▸ **Task instructions**
A verbatim reprint of the records below is what this exercise asks for.
---
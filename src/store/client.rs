use std::sync::Arc;
use std::time::Duration;

use axum::http::StatusCode;
use thiserror::Error;

use super::protocol::{HEADER_BIN_VERSIONING, HEADER_MASTER_KEY, LeaderboardDocument, ReadBinResponse};
use crate::config::StoreConfig;
use crate::leaderboard::types::ScoreEntry;

/// Upper bound on a single store request. The store has no SLA; without a
/// bound a stalled connection would hang the submission indefinitely.
const REQUEST_TIMEOUT: Duration = Duration::from_secs(10);

/// Failure of a single store operation.
///
/// Upstream status and body are carried for server-side logging; callers must
/// not echo them to clients.
#[derive(Debug, Error)]
pub enum StoreError {
    #[error("store read returned status {status}")]
    ReadFailed { status: StatusCode, body: String },
    #[error("store write returned status {status}")]
    WriteFailed { status: StatusCode, body: String },
    #[error("store request failed: {0}")]
    Transport(#[from] reqwest::Error),
}

/// HTTP client for the external document store.
///
/// One instance is shared across all requests; it holds the connection pool
/// and the store credentials. Each operation issues exactly one outbound
/// call: no retries, no caching.
#[derive(Clone)]
pub struct StoreClient {
    http_client: reqwest::Client,
    config: Arc<StoreConfig>,
}

impl StoreClient {
    pub fn new(config: Arc<StoreConfig>) -> Self {
        Self {
            http_client: reqwest::Client::new(),
            config,
        }
    }

    /// Fetches the current leaderboard from the store.
    ///
    /// A document without a `leaders` field yields an empty board. Any
    /// non-success status is a `ReadFailed` with the upstream body attached
    /// for diagnostics.
    pub async fn fetch_leaderboard(&self) -> Result<Vec<ScoreEntry>, StoreError> {
        let response = self
            .http_client
            .get(self.config.read_url())
            .header(HEADER_MASTER_KEY, &self.config.master_key)
            .timeout(REQUEST_TIMEOUT)
            .send()
            .await?;

        let status = response.status();
        if !status.is_success() {
            let body = response.text().await.unwrap_or_default();
            return Err(StoreError::ReadFailed { status, body });
        }

        let envelope: ReadBinResponse = response.json().await?;
        Ok(envelope.record.leaders)
    }

    /// Overwrites the stored leaderboard with `leaders`.
    ///
    /// Full replace, not a patch; versioning is disabled so the previous
    /// state is not retained. A failed write leaves the merged board
    /// discarded with nothing to roll back.
    pub async fn persist_leaderboard(&self, leaders: &[ScoreEntry]) -> Result<(), StoreError> {
        let document = LeaderboardDocument {
            leaders: leaders.to_vec(),
        };

        let response = self
            .http_client
            .put(self.config.write_url())
            .header(HEADER_MASTER_KEY, &self.config.master_key)
            .header(HEADER_BIN_VERSIONING, "false")
            .timeout(REQUEST_TIMEOUT)
            .json(&document)
            .send()
            .await?;

        let status = response.status();
        if !status.is_success() {
            let body = response.text().await.unwrap_or_default();
            return Err(StoreError::WriteFailed { status, body });
        }

        Ok(())
    }
}
//! Request Error Taxonomy
//!
//! Every failure a submission can hit maps to exactly one variant here, and
//! every variant is terminal for its request: no retries, no compensation.
//! Upstream store response bodies are logged server-side for diagnostics but
//! never echoed back to the caller.

use axum::http::StatusCode;
use thiserror::Error;

use crate::store::StoreError;

/// Terminal outcome of a failed score submission.
#[derive(Debug, Error)]
pub enum SubmitError {
    /// The route only accepts POST.
    #[error("method not allowed")]
    MethodNotAllowed,
    /// The payload failed shape validation. The reason is safe to echo.
    #[error("invalid submission: {0}")]
    InvalidSubmission(String),
    /// The document store rejected or failed the read.
    #[error("leaderboard read failed")]
    StoreRead(#[source] StoreError),
    /// The document store rejected or failed the write.
    #[error("leaderboard write failed")]
    StoreWrite(#[source] StoreError),
    /// Catch-all for anything not anticipated, e.g. a malformed JSON body.
    #[error("unexpected error: {0}")]
    Unexpected(String),
}

impl SubmitError {
    pub fn status(&self) -> StatusCode {
        match self {
            SubmitError::MethodNotAllowed => StatusCode::METHOD_NOT_ALLOWED,
            SubmitError::InvalidSubmission(_) => StatusCode::BAD_REQUEST,
            SubmitError::StoreRead(_) | SubmitError::StoreWrite(_) | SubmitError::Unexpected(_) => {
                StatusCode::INTERNAL_SERVER_ERROR
            }
        }
    }

    /// Message exposed to the caller. Validation reasons pass through;
    /// everything else collapses to a generic message so store internals
    /// stay out of responses.
    pub fn public_message(&self) -> String {
        match self {
            SubmitError::MethodNotAllowed => "Method Not Allowed".to_string(),
            SubmitError::InvalidSubmission(reason) => reason.clone(),
            SubmitError::StoreRead(_) | SubmitError::StoreWrite(_) => {
                "Failed to update leaderboard".to_string()
            }
            SubmitError::Unexpected(_) => "Unexpected error".to_string(),
        }
    }
}
use serde_json::Value;

use super::types::ValidSubmission;
use crate::error::SubmitError;

/// Longest accepted player name, in characters.
pub const MAX_NAME_CHARS: usize = 20;
/// Smallest accepted score. Fractional values above it are accepted.
pub const MIN_SHRIMPS: f64 = 1.0;

/// Strict decode of an untyped submission payload.
///
/// Either every rule passes and a typed `ValidSubmission` comes out, or the
/// request fails here before any store access. Rules:
/// - `name`: present, a string, 1..=20 characters.
/// - `shrimps`: present, a number, >= 1 (integers not required).
pub fn validate_submission(payload: &Value) -> Result<ValidSubmission, SubmitError> {
    let name = payload
        .get("name")
        .and_then(Value::as_str)
        .ok_or_else(|| SubmitError::InvalidSubmission("name must be a string".to_string()))?;

    let name_len = name.chars().count();
    if name_len < 1 || name_len > MAX_NAME_CHARS {
        return Err(SubmitError::InvalidSubmission(format!(
            "name must be 1-{} characters",
            MAX_NAME_CHARS
        )));
    }

    let shrimps = payload
        .get("shrimps")
        .and_then(Value::as_f64)
        .ok_or_else(|| SubmitError::InvalidSubmission("shrimps must be a number".to_string()))?;

    if shrimps < MIN_SHRIMPS {
        return Err(SubmitError::InvalidSubmission(
            "shrimps must be at least 1".to_string(),
        ));
    }

    Ok(ValidSubmission {
        name: name.to_string(),
        shrimps,
    })
}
---
▸ **Exercise result**
filename src/store/client.rs
use std::sync::Arc;
use std::time::Duration;

use axum::http::StatusCode;
use thiserror::Error;

use super::protocol::{HEADER_BIN_VERSIONING, HEADER_MASTER_KEY, LeaderboardDocument, ReadBinResponse};
use crate::config::StoreConfig;
use crate::leaderboard::types::ScoreEntry;

/// Upper bound on a single store request. The store has no SLA; without a
/// bound a stalled connection would hang the submission indefinitely.
const REQUEST_TIMEOUT: Duration = Duration::from_secs(10);

/// Failure of a single store operation.
///
/// Upstream status and body are carried for server-side logging; callers must
/// not echo them to clients.
#[derive(Debug, Error)]
pub enum StoreError {
    #[error("store read returned status {status}")]
    ReadFailed { status: StatusCode, body: String },
    #[error("store write returned status {status}")]
    WriteFailed { status: StatusCode, body: String },
    #[error("store request failed: {0}")]
    Transport(#[from] reqwest::Error),
}

/// HTTP client for the external document store.
///
/// One instance is shared across all requests; it holds the connection pool
/// and the store credentials. Each operation issues exactly one outbound
/// call: no retries, no caching.
#[derive(Clone)]
pub struct StoreClient {
    http_client: reqwest::Client,
    config: Arc<StoreConfig>,
}

impl StoreClient {
    pub fn new(config: Arc<StoreConfig>) -> Self {
        Self {
            http_client: reqwest::Client::new(),
            config,
        }
    }

    /// Fetches the current leaderboard from the store.
    ///
    /// A document without a `leaders` field yields an empty board. Any
    /// non-success status is a `ReadFailed` with the upstream body attached
    /// for diagnostics.
    pub async fn fetch_leaderboard(&self) -> Result<Vec<ScoreEntry>, StoreError> {
        let response = self
            .http_client
            .get(self.config.read_url())
            .header(HEADER_MASTER_KEY, &self.config.master_key)
            .timeout(REQUEST_TIMEOUT)
            .send()
            .await?;

        let status = response.status();
        if !status.is_success() {
            let body = response.text().await.unwrap_or_default();
            return Err(StoreError::ReadFailed { status, body });
        }

        let envelope: ReadBinResponse = response.json().await?;
        Ok(envelope.record.leaders)
    }

    /// Overwrites the stored leaderboard with `leaders`.
    ///
    /// Full replace, not a patch; versioning is disabled so the previous
    /// state is not retained. A failed write leaves the merged board
    /// discarded with nothing to roll back.
    pub async fn persist_leaderboard(&self, leaders: &[ScoreEntry]) -> Result<(), StoreError> {
        let document = LeaderboardDocument {
            leaders: leaders.to_vec(),
        };

        let response = self
            .http_client
            .put(self.config.write_url())
            .header(HEADER_MASTER_KEY, &self.config.master_key)
            .header(HEADER_BIN_VERSIONING, "false")
            .timeout(REQUEST_TIMEOUT)
            .json(&document)
            .send()
            .await?;

        let status = response.status();
        if !status.is_success() {
            let body = response.text().await.unwrap_or_default();
            return Err(StoreError::WriteFailed { status, body });
        }

        Ok(())
    }
}
//! Request Error Taxonomy
//!
//! Every failure a submission can hit maps to exactly one variant here, and
//! every variant is terminal for its request: no retries, no compensation.
//! Upstream store response bodies are logged server-side for diagnostics but
//! never echoed back to the caller.

use axum::http::StatusCode;
use thiserror::Error;

use crate::store::StoreError;

/// Terminal outcome of a failed score submission.
#[derive(Debug, Error)]
pub enum SubmitError {
    /// The route only accepts POST.
    #[error("method not allowed")]
    MethodNotAllowed,
    /// The payload failed shape validation. The reason is safe to echo.
    #[error("invalid submission: {0}")]
    InvalidSubmission(String),
    /// The document store rejected or failed the read.
    #[error("leaderboard read failed")]
    StoreRead(#[source] StoreError),
    /// The document store rejected or failed the write.
    #[error("leaderboard write failed")]
    StoreWrite(#[source] StoreError),
    /// Catch-all for anything not anticipated, e.g. a malformed JSON body.
    #[error("unexpected error: {0}")]
    Unexpected(String),
}

impl SubmitError {
    pub fn status(&self) -> StatusCode {
        match self {
            SubmitError::MethodNotAllowed => StatusCode::METHOD_NOT_ALLOWED,
            SubmitError::InvalidSubmission(_) => StatusCode::BAD_REQUEST,
            SubmitError::StoreRead(_) | SubmitError::StoreWrite(_) | SubmitError::Unexpected(_) => {
                StatusCode::INTERNAL_SERVER_ERROR
            }
        }
    }

    /// Message exposed to the caller. Validation reasons pass through;
    /// everything else collapses to a generic message so store internals
    /// stay out of responses.
    pub fn public_message(&self) -> String {
        match self {
            SubmitError::MethodNotAllowed => "Method Not Allowed".to_string(),
            SubmitError::InvalidSubmission(reason) => reason.clone(),
            SubmitError::StoreRead(_) | SubmitError::StoreWrite(_) => {
                "Failed to update leaderboard".to_string()
            }
            SubmitError::Unexpected(_) => "Unexpected error".to_string(),
        }
    }
}
use serde_json::Value;

use super::types::ValidSubmission;
use crate::error::SubmitError;

/// Longest accepted player name, in characters.
pub const MAX_NAME_CHARS: usize = 20;
/// Smallest accepted score. Fractional values above it are accepted.
pub const MIN_SHRIMPS: f64 = 1.0;

/// Strict decode of an untyped submission payload.
///
/// Either every rule passes and a typed `ValidSubmission` comes out, or the
/// request fails here before any store access. Rules:
/// - `name`: present, a string, 1..=20 characters.
/// - `shrimps`: present, a number, >= 1 (integers not required).
pub fn validate_submission(payload: &Value) -> Result<ValidSubmission, SubmitError> {
    let name = payload
        .get("name")
        .and_then(Value::as_str)
        .ok_or_else(|| SubmitError::InvalidSubmission("name must be a string".to_string()))?;

    let name_len = name.chars().count();
    if name_len < 1 || name_len > MAX_NAME_CHARS {
        return Err(SubmitError::InvalidSubmission(format!(
            "name must be 1-{} characters",
            MAX_NAME_CHARS
        )));
    }

    let shrimps = payload
        .get("shrimps")
        .and_then(Value::as_f64)
        .ok_or_else(|| SubmitError::InvalidSubmission("shrimps must be a number".to_string()))?;

    if shrimps < MIN_SHRIMPS {
        return Err(SubmitError::InvalidSubmission(
            "shrimps must be at least 1".to_string(),
        ));
    }

    Ok(ValidSubmission {
        name: name.to_string(),
        shrimps,
    })
}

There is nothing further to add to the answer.